> [Task statement]: Copy out the first line of the listing and every line after it, exactly, until you have copied the line containing "pub const REQUEST: &str".

> [Study material]:

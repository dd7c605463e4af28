//! Per-request debug files.
//!
//! Artifacts describe the last request only: every session overwrites them.
//! Failing to write one is logged and otherwise ignored.

use std::fs::File;
use std::io::Write;
use std::path::PathBuf;

use tracing::warn;

pub const PROCESSED_CONFIG: &str = "_processed_config.yaml";
pub const PROCESSED_CHATHISTORY: &str = "_processed_chathistory.txt";
pub const REQUEST: &str = "_request.json";
pub const RESPONSE: &str = "_response.txt";
pub const THINKING: &str = "_thinking.txt";

/// Writes artifacts into a directory, or nowhere when disabled.
#[derive(Clone, Debug, Default)]
pub struct ArtifactLog {
    dir: Option<PathBuf>,
}

impl ArtifactLog {
    pub fn disabled() -> Self {
        Self { dir: None }
    }

    pub fn in_dir(dir: impl Into<PathBuf>) -> Self {
        Self {
            dir: Some(dir.into()),
        }
    }

    pub fn is_enabled(&self) -> bool {
        self.dir.is_some()
    }

    /// Replace artifact `name` with `contents`.
    pub fn write(&self, name: &str, contents: &str) {
        let Some(path) = self.prepare(name) else {
            return;
        };
        if let Err(e) = std::fs::write(&path, contents) {
            warn!(path = %path.display(), error = %e, "failed to write debug artifact");
        }
    }

    /// Truncate artifact `name` and return a handle that appends to it.
    pub fn stream(&self, name: &str) -> ArtifactStream {
        let file = self.prepare(name).and_then(|path| match File::create(&path) {
            Ok(file) => Some(file),
            Err(e) => {
                warn!(path = %path.display(), error = %e, "failed to create debug artifact");
                None
            }
        });
        ArtifactStream { file }
    }

    fn prepare(&self, name: &str) -> Option<PathBuf> {
        let dir = self.dir.as_ref()?;
        if let Err(e) = std::fs::create_dir_all(dir) {
            warn!(dir = %dir.display(), error = %e, "failed to create debug directory");
            return None;
        }
        Some(dir.join(name))
    }
}

/// Append-only handle to one artifact. Silently inert when disabled.
#[derive(Debug)]
pub struct ArtifactStream {
    file: Option<File>,
}

impl ArtifactStream {
    pub fn append(&mut self, text: &str) {
        let Some(file) = self.file.as_mut() else {
            return;
        };
        if let Err(e) = file.write_all(text.as_bytes()) {
            warn!(error = %e, "failed to append to debug artifact; disabling it");
            self.file = None;
        }
    }
}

> [The answer]:
repository dd7c605463e4af28
//! Per-request debug files.
//!
//! Artifacts describe the last request only: every session overwrites them.
//! Failing to write one is logged and otherwise ignored.

use std::fs::File;
use std::io::Write;
use std::path::PathBuf;

use tracing::warn;

pub const PROCESSED_CONFIG: &str = "_processed_config.yaml";
pub const PROCESSED_CHATHISTORY: &str = "_processed_chathistory.txt";
pub const REQUEST: &str = "_request.json";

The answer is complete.